What you have to do: All of the entries need to be copied character for character.

━━━━━ Material provided

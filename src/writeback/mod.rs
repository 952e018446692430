//! Writing history entries back to the clipboard
//!
//! A single entry is written as-is; several entries are merged into one payload
//! first. When the clipboard refuses a representation the writer falls back to
//! simpler ones instead of giving up, and reports what was actually written.

use chrono::{DateTime, Utc};
use std::path::PathBuf;
use thiserror::Error;
use tracing::{debug, warn};
use uuid::Uuid;

use crate::clipboard::{ClipboardSource, ContentPayload, ImageData, PayloadKind};
use crate::history::HistoryEntry;
use crate::monitor::SelfWriteGuard;

/// Write-back errors
#[derive(Debug, Error)]
pub enum WriteBackError {
    /// Nothing left to write after merging (e.g. every referenced file is gone)
    #[error("Nothing to write to the clipboard")]
    Empty,

    /// The clipboard accepted none of the attempted representations
    #[error("Clipboard rejected every representation of {0} content")]
    Rejected(PayloadKind),

    /// No history entry with this id
    #[error("History entry not found: {0}")]
    NotFound(Uuid),
}

/// Merges entries and writes payloads with fallback
#[derive(Debug, Clone)]
pub struct WriteBackComposer {
    separator: String,
}

impl Default for WriteBackComposer {
    fn default() -> Self {
        Self::new("\n\n")
    }
}

impl WriteBackComposer {
    /// Composer joining merged texts with `separator`
    pub fn new(separator: impl Into<String>) -> Self {
        Self {
            separator: separator.into(),
        }
    }

    pub fn separator(&self) -> &str {
        &self.separator
    }

    pub fn set_separator(&mut self, separator: &str) {
        if self.separator != separator {
            self.separator = separator.to_string();
        }
    }

    /// Merge several entries into one payload.
    ///
    /// Texts are joined in order with exact repeats dropped, image sets are
    /// flattened, and file references that no longer exist on disk are left
    /// out. Returns `None` when nothing remains.
    pub fn merge<'a>(
        &self,
        entries: impl IntoIterator<Item = &'a HistoryEntry>,
    ) -> Option<ContentPayload> {
        let mut texts: Vec<&str> = Vec::new();
        let mut images: Vec<ImageData> = Vec::new();
        let mut files: Vec<PathBuf> = Vec::new();

        for entry in entries {
            let payload = &entry.payload;
            if let Some(text) = payload.as_text() {
                if !texts.contains(&text) {
                    texts.push(text);
                }
            }
            images.extend(payload.images().iter().cloned());
            for path in payload.files() {
                if path.exists() {
                    files.push(path.clone());
                } else {
                    debug!("Skipping missing file {}", path.display());
                }
            }
        }

        let text = (!texts.is_empty()).then(|| texts.join(&self.separator));
        ContentPayload::compose(text, images, files)
    }

    /// Write `payload`, falling back to simpler representations.
    ///
    /// The guard is armed immediately before every attempt, since a refused
    /// write may still have bumped the clipboard's change counter. Returns the
    /// payload the clipboard accepted.
    pub fn write(
        &self,
        payload: &ContentPayload,
        clipboard: &mut dyn ClipboardSource,
        guard: &mut SelfWriteGuard,
        now: DateTime<Utc>,
    ) -> Result<ContentPayload, WriteBackError> {
        for candidate in fallback_chain(payload) {
            guard.arm(now);
            if clipboard.write_payload(&candidate) {
                debug!("Wrote {} content to {}", candidate.kind(), clipboard.name());
                return Ok(candidate);
            }
            debug!(
                "{} rejected {} content, trying a simpler representation",
                clipboard.name(),
                candidate.kind()
            );
        }

        warn!("Clipboard rejected every representation of {} content", payload.kind());
        Err(WriteBackError::Rejected(payload.kind()))
    }
}

/// Representations to try, most specific first
fn fallback_chain(payload: &ContentPayload) -> Vec<ContentPayload> {
    let mut chain = vec![payload.clone()];

    match payload {
        ContentPayload::Text(_) | ContentPayload::FileReferences(_) => {}
        ContentPayload::ImageSet(images) => {
            if let [first, _, ..] = images.as_slice() {
                chain.push(ContentPayload::image(first.clone()));
            }
        }
        ContentPayload::Mixed(mixed) => {
            if let Some(text) = mixed.text() {
                chain.push(ContentPayload::text(text));
            }
            match mixed.images() {
                [] => {}
                [only] => chain.push(ContentPayload::image(only.clone())),
                [first, ..] => {
                    chain.push(ContentPayload::ImageSet(mixed.images().to_vec()));
                    chain.push(ContentPayload::image(first.clone()));
                }
            }
            if !mixed.files().is_empty() {
                chain.push(ContentPayload::FileReferences(mixed.files().to_vec()));
            }
        }
    }

    chain
}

━━━━━━━━━━

Expected answer:
filename src/writeback/mod.rs
repository 952e018446692430
//! Writing history entries back to the clipboard
//!
//! A single entry is written as-is; several entries are merged into one payload
//! first. When the clipboard refuses a representation the writer falls back to
//! simpler ones instead of giving up, and reports what was actually written.

use chrono::{DateTime, Utc};
use std::path::PathBuf;
use thiserror::Error;
use tracing::{debug, warn};
use uuid::Uuid;

use crate::clipboard::{ClipboardSource, ContentPayload, ImageData, PayloadKind};
use crate::history::HistoryEntry;
use crate::monitor::SelfWriteGuard;

/// Write-back errors
#[derive(Debug, Error)]
pub enum WriteBackError {
    /// Nothing left to write after merging (e.g. every referenced file is gone)
    #[error("Nothing to write to the clipboard")]
    Empty,

    /// The clipboard accepted none of the attempted representations
    #[error("Clipboard rejected every representation of {0} content")]
    Rejected(PayloadKind),

    /// No history entry with this id
    #[error("History entry not found: {0}")]
    NotFound(Uuid),
}

/// Merges entries and writes payloads with fallback
#[derive(Debug, Clone)]
pub struct WriteBackComposer {
    separator: String,
}

impl Default for WriteBackComposer {
    fn default() -> Self {
        Self::new("\n\n")
    }
}

impl WriteBackComposer {
    /// Composer joining merged texts with `separator`
    pub fn new(separator: impl Into<String>) -> Self {
        Self {
            separator: separator.into(),
        }
    }

    pub fn separator(&self) -> &str {
        &self.separator
    }

    pub fn set_separator(&mut self, separator: &str) {
        if self.separator != separator {
            self.separator = separator.to_string();
        }
    }

    /// Merge several entries into one payload.
    ///
    /// Texts are joined in order with exact repeats dropped, image sets are
    /// flattened, and file references that no longer exist on disk are left
    /// out. Returns `None` when nothing remains.
    pub fn merge<'a>(
        &self,
        entries: impl IntoIterator<Item = &'a HistoryEntry>,
    ) -> Option<ContentPayload> {
        let mut texts: Vec<&str> = Vec::new();
        let mut images: Vec<ImageData> = Vec::new();
        let mut files: Vec<PathBuf> = Vec::new();

        for entry in entries {
            let payload = &entry.payload;
            if let Some(text) = payload.as_text() {
                if !texts.contains(&text) {
                    texts.push(text);
                }
            }
            images.extend(payload.images().iter().cloned());
            for path in payload.files() {
                if path.exists() {
                    files.push(path.clone());
                } else {
                    debug!("Skipping missing file {}", path.display());
                }
            }
        }

        let text = (!texts.is_empty()).then(|| texts.join(&self.separator));
        ContentPayload::compose(text, images, files)
    }

    /// Write `payload`, falling back to simpler representations.
    ///
    /// The guard is armed immediately before every attempt, since a refused
    /// write may still have bumped the clipboard's change counter. Returns the
    /// payload the clipboard accepted.
    pub fn write(
        &self,
        payload: &ContentPayload,
        clipboard: &mut dyn ClipboardSource,
        guard: &mut SelfWriteGuard,
        now: DateTime<Utc>,
    ) -> Result<ContentPayload, WriteBackError> {
        for candidate in fallback_chain(payload) {
            guard.arm(now);
            if clipboard.write_payload(&candidate) {
                debug!("Wrote {} content to {}", candidate.kind(), clipboard.name());
                return Ok(candidate);
            }
            debug!(
                "{} rejected {} content, trying a simpler representation",
                clipboard.name(),
                candidate.kind()
            );
        }

        warn!("Clipboard rejected every representation of {} content", payload.kind());
        Err(WriteBackError::Rejected(payload.kind()))
    }
}

/// Representations to try, most specific first
fn fallback_chain(payload: &ContentPayload) -> Vec<ContentPayload> {
    let mut chain = vec![payload.clone()];

    match payload {
        ContentPayload::Text(_) | ContentPayload::FileReferences(_) => {}
        ContentPayload::ImageSet(images) => {
            if let [first, _, ..] = images.as_slice() {
                chain.push(ContentPayload::image(first.clone()));
            }
        }
        ContentPayload::Mixed(mixed) => {
            if let Some(text) = mixed.text() {
                chain.push(ContentPayload::text(text));
            }
            match mixed.images() {
                [] => {}
                [only] => chain.push(ContentPayload::image(only.clone())),
                [first, ..] => {
                    chain.push(ContentPayload::ImageSet(mixed.images().to_vec()));
                    chain.push(ContentPayload::image(first.clone()));
                }
            }
            if !mixed.files().is_empty() {
                chain.push(ContentPayload::FileReferences(mixed.files().to_vec()));
            }
        }
    }

    chain
}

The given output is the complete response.